> _What the task requires_
Every single entry must be reproduced precisely.

◇ ◇ ◇

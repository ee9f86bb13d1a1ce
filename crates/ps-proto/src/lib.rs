//! # ps-proto
//!
//! A sans-IO library for the pipe-delimited chat protocol spoken by
//! Showdown-style servers.
//!
//! ## Features
//!
//! - Frame parsing into ordered [`ProtocolEvent`]s, with room scoping
//! - Typed views of chat, private-message and page-request lines
//! - Rank-prefixed user identities and the fixed [`Rank`] ordering
//! - Outbound command construction (`/join`, `/pm`, `/crq`, `/trn`, ...)
//! - A sans-IO login state machine driving the challenge/response handshake
//!
//! ## Quick Start
//!
//! ```rust
//! use ps_proto::{parse_chunk, Outbound};
//!
//! let events = parse_chunk(">lobby\n|c:|1000|+bob|hello");
//! assert_eq!(events[0].kind(), "c:");
//! assert_eq!(events[0].room(), Some("lobby"));
//!
//! let join = Outbound::join("techcode");
//! assert_eq!(join.to_string(), "|/join techcode");
//! ```

#![deny(clippy::all)]
#![warn(missing_docs)]

pub mod chat;
pub mod error;
pub mod event;
pub mod id;
pub mod identity;
pub mod login;
pub mod outbound;
pub mod rank;

pub use self::chat::{ChatKind, ChatMessage, PageRequest, DEFAULT_ROOM};
pub use self::error::{LoginError, ProtocolError};
pub use self::event::{parse_chunk, ProtocolEvent, QueryResponse};
pub use self::id::{id_eq, to_id};
pub use self::identity::Identity;
pub use self::login::{
    LoginAction, LoginMachine, LoginRequest, LoginSettings, LoginState, LOGIN_ACTION,
};
pub use self::outbound::Outbound;
pub use self::rank::Rank;
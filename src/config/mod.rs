//! Configuration loading and management.
//!
//! This module is split into logical submodules:
//! - [`types`]: Config struct definitions (Config, BotConfig, ServerConfig, LoginConfig, LogConfig)
//! - [`defaults`]: serde default value functions
//! - [`validation`]: startup checks returning every problem found
//! - [`rooms`]: the saved list of rooms joined at runtime

mod defaults;
mod rooms;
mod types;
mod validation;

pub use types::{
    BotConfig, Config, ConfigError, LogConfig, LogFormat, LoginConfig, ServerConfig,
};
pub use rooms::{DEFAULT_ROOMS_FILE, RoomsFile};
pub use validation::{ValidationError, validate};
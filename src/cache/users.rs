//! User cache backed by `userdetails` responses.

use std::collections::HashMap;

use chrono::{DateTime, Utc};
use dashmap::DashMap;
use ps_proto::{Rank, to_id};
use serde::Deserialize;
use serde_json::Value;
use tracing::debug;

/// A user's standing in one room, as listed by `userdetails`.
#[derive(Debug, Clone, Copy, PartialEq, Eq)]
pub struct RoomMembership {
    pub rank: Rank,
    pub is_private: bool,
}

/// A known user.
#[derive(Debug, Clone, PartialEq)]
pub struct User {
    pub id: String,
    pub name: String,
    /// Global rank.
    pub group: Rank,
    pub avatar: Option<String>,
    /// Rooms the user is in, keyed by room id.
    pub rooms: HashMap<String, RoomMembership>,
    pub fetched_at: DateTime<Utc>,
}

#[derive(Deserialize)]
struct UserDetails {
    #[serde(default)]
    id: Option<String>,
    #[serde(default)]
    userid: Option<String>,
    #[serde(default)]
    name: Option<String>,
    #[serde(default)]
    group: Option<String>,
    #[serde(default)]
    avatar: Option<Value>,
    #[serde(default)]
    rooms: Value,
}

#[derive(Deserialize)]
struct RoomEntry {
    #[serde(default, rename = "isPrivate")]
    is_private: bool,
}

impl User {
    /// A regular-rank user known only by name.
    pub fn new(name: &str) -> Self {
        Self {
            id: to_id(name),
            name: name.to_string(),
            group: Rank::Regular,
            avatar: None,
            rooms: HashMap::new(),
            fetched_at: Utc::now(),
        }
    }

    /// Build a user from a `userdetails` payload.
    ///
    /// Returns `None` for `null` (unknown user), for offline users
    /// (`"rooms": false`) and for payloads without an id.
    pub fn from_details(data: &Value) -> Option<Self> {
        if data.is_null() {
            return None;
        }
        let details = match UserDetails::deserialize(data) {
            Ok(details) => details,
            Err(e) => {
                debug!(error = %e, "Unusable userdetails payload");
                return None;
            }
        };
        if details.rooms == Value::Bool(false) {
            return None;
        }

        let id = to_id(details.id.or(details.userid).as_deref().unwrap_or_default());
        if id.is_empty() {
            return None;
        }

        let mut rooms = HashMap::new();
        if let Value::Object(map) = &details.rooms {
            for (key, entry) in map {
                let room_id = to_id(key);
                let rank = match key.chars().next() {
                    Some(c) if !c.is_ascii_alphanumeric() => Rank::from_char(c),
                    _ => Rank::Regular,
                };
                let is_private = RoomEntry::deserialize(entry)
                    .map(|e| e.is_private)
                    .unwrap_or(false);
                rooms.insert(room_id, RoomMembership { rank, is_private });
            }
        }

        Some(Self {
            name: details.name.unwrap_or_else(|| id.clone()),
            id,
            group: details
                .group
                .as_deref()
                .map(Rank::from_symbol)
                .unwrap_or_default(),
            avatar: details.avatar.and_then(|avatar| match avatar {
                Value::String(s) => Some(s),
                Value::Number(n) => Some(n.to_string()),
                _ => None,
            }),
            rooms,
            fetched_at: Utc::now(),
        })
    }

    /// Rank in `room` as listed by `userdetails`, falling back to the global rank.
    pub fn rank_in(&self, room: &str) -> Rank {
        self.rooms
            .get(&to_id(room))
            .map(|m| m.rank)
            .unwrap_or(self.group)
    }
}

/// Concurrent user store keyed by user id.
#[derive(Default)]
pub struct UserCache {
    users: DashMap<String, User>,
}

impl UserCache {
    pub fn new() -> Self {
        Self::default()
    }

    pub fn get(&self, id: &str) -> Option<User> {
        self.users.get(&to_id(id)).map(|entry| entry.clone())
    }

    pub fn insert(&self, user: User) {
        self.users.insert(user.id.clone(), user);
    }

    pub fn remove(&self, id: &str) -> Option<User> {
        self.users.remove(&to_id(id)).map(|(_, user)| user)
    }

    pub fn len(&self) -> usize {
        self.users.len()
    }

    pub fn is_empty(&self) -> bool {
        self.users.is_empty()
    }
}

◇ ◇ ◇

> _Result of this exercise_
repository ee9f86bb13d1a1ce
filename crates/ps-proto/src/lib.rs
//! # ps-proto
//!
//! A sans-IO library for the pipe-delimited chat protocol spoken by
//! Showdown-style servers.
//!
//! ## Features
//!
//! - Frame parsing into ordered [`ProtocolEvent`]s, with room scoping
//! - Typed views of chat, private-message and page-request lines
//! - Rank-prefixed user identities and the fixed [`Rank`] ordering
//! - Outbound command construction (`/join`, `/pm`, `/crq`, `/trn`, ...)
//! - A sans-IO login state machine driving the challenge/response handshake
//!
//! ## Quick Start
//!
//! ```rust
//! use ps_proto::{parse_chunk, Outbound};
//!
//! let events = parse_chunk(">lobby\n|c:|1000|+bob|hello");
//! assert_eq!(events[0].kind(), "c:");
//! assert_eq!(events[0].room(), Some("lobby"));
//!
//! let join = Outbound::join("techcode");
//! assert_eq!(join.to_string(), "|/join techcode");
//! ```

#![deny(clippy::all)]
#![warn(missing_docs)]

pub mod chat;
pub mod error;
pub mod event;
pub mod id;
pub mod identity;
pub mod login;
pub mod outbound;
pub mod rank;

pub use self::chat::{ChatKind, ChatMessage, PageRequest, DEFAULT_ROOM};
pub use self::error::{LoginError, ProtocolError};
pub use self::event::{parse_chunk, ProtocolEvent, QueryResponse};
pub use self::id::{id_eq, to_id};
pub use self::identity::Identity;
pub use self::login::{
    LoginAction, LoginMachine, LoginRequest, LoginSettings, LoginState, LOGIN_ACTION,
};
pub use self::outbound::Outbound;
pub use self::rank::Rank;
filename src/config/mod.rs
//! Configuration loading and management.
//!
//! This module is split into logical submodules:
//! - [`types`]: Config struct definitions (Config, BotConfig, ServerConfig, LoginConfig, LogConfig)
//! - [`defaults`]: serde default value functions
//! - [`validation`]: startup checks returning every problem found
//! - [`rooms`]: the saved list of rooms joined at runtime

mod defaults;
mod rooms;
mod types;
mod validation;

pub use types::{
    BotConfig, Config, ConfigError, LogConfig, LogFormat, LoginConfig, ServerConfig,
};
pub use rooms::{DEFAULT_ROOMS_FILE, RoomsFile};
pub use validation::{ValidationError, validate};
filename src/cache/users.rs
//! User cache backed by `userdetails` responses.

use std::collections::HashMap;

use chrono::{DateTime, Utc};
use dashmap::DashMap;
use ps_proto::{Rank, to_id};
use serde::Deserialize;
use serde_json::Value;
use tracing::debug;

/// A user's standing in one room, as listed by `userdetails`.
#[derive(Debug, Clone, Copy, PartialEq, Eq)]
pub struct RoomMembership {
    pub rank: Rank,
    pub is_private: bool,
}

/// A known user.
#[derive(Debug, Clone, PartialEq)]
pub struct User {
    pub id: String,
    pub name: String,
    /// Global rank.
    pub group: Rank,
    pub avatar: Option<String>,
    /// Rooms the user is in, keyed by room id.
    pub rooms: HashMap<String, RoomMembership>,
    pub fetched_at: DateTime<Utc>,
}

#[derive(Deserialize)]
struct UserDetails {
    #[serde(default)]
    id: Option<String>,
    #[serde(default)]
    userid: Option<String>,
    #[serde(default)]
    name: Option<String>,
    #[serde(default)]
    group: Option<String>,
    #[serde(default)]
    avatar: Option<Value>,
    #[serde(default)]
    rooms: Value,
}

#[derive(Deserialize)]
struct RoomEntry {
    #[serde(default, rename = "isPrivate")]
    is_private: bool,
}

impl User {
    /// A regular-rank user known only by name.
    pub fn new(name: &str) -> Self {
        Self {
            id: to_id(name),
            name: name.to_string(),
            group: Rank::Regular,
            avatar: None,
            rooms: HashMap::new(),
            fetched_at: Utc::now(),
        }
    }

    /// Build a user from a `userdetails` payload.
    ///
    /// Returns `None` for `null` (unknown user), for offline users
    /// (`"rooms": false`) and for payloads without an id.
    pub fn from_details(data: &Value) -> Option<Self> {
        if data.is_null() {
            return None;
        }
        let details = match UserDetails::deserialize(data) {
            Ok(details) => details,
            Err(e) => {
                debug!(error = %e, "Unusable userdetails payload");
                return None;
            }
        };
        if details.rooms == Value::Bool(false) {
            return None;
        }

        let id = to_id(details.id.or(details.userid).as_deref().unwrap_or_default());
        if id.is_empty() {
            return None;
        }

        let mut rooms = HashMap::new();
        if let Value::Object(map) = &details.rooms {
            for (key, entry) in map {
                let room_id = to_id(key);
                let rank = match key.chars().next() {
                    Some(c) if !c.is_ascii_alphanumeric() => Rank::from_char(c),
                    _ => Rank::Regular,
                };
                let is_private = RoomEntry::deserialize(entry)
                    .map(|e| e.is_private)
                    .unwrap_or(false);
                rooms.insert(room_id, RoomMembership { rank, is_private });
            }
        }

        Some(Self {
            name: details.name.unwrap_or_else(|| id.clone()),
            id,
            group: details
                .group
                .as_deref()
                .map(Rank::from_symbol)
                .unwrap_or_default(),
            avatar: details.avatar.and_then(|avatar| match avatar {
                Value::String(s) => Some(s),
                Value::Number(n) => Some(n.to_string()),
                _ => None,
            }),
            rooms,
            fetched_at: Utc::now(),
        })
    }

    /// Rank in `room` as listed by `userdetails`, falling back to the global rank.
    pub fn rank_in(&self, room: &str) -> Rank {
        self.rooms
            .get(&to_id(room))
            .map(|m| m.rank)
            .unwrap_or(self.group)
    }
}

/// Concurrent user store keyed by user id.
#[derive(Default)]
pub struct UserCache {
    users: DashMap<String, User>,
}

impl UserCache {
    pub fn new() -> Self {
        Self::default()
    }

    pub fn get(&self, id: &str) -> Option<User> {
        self.users.get(&to_id(id)).map(|entry| entry.clone())
    }

    pub fn insert(&self, user: User) {
        self.users.insert(user.id.clone(), user);
    }

    pub fn remove(&self, id: &str) -> Option<User> {
        self.users.remove(&to_id(id)).map(|(_, user)| user)
    }

    pub fn len(&self) -> usize {
        self.users.len()
    }

    pub fn is_empty(&self) -> bool {
        self.users.is_empty()
    }
}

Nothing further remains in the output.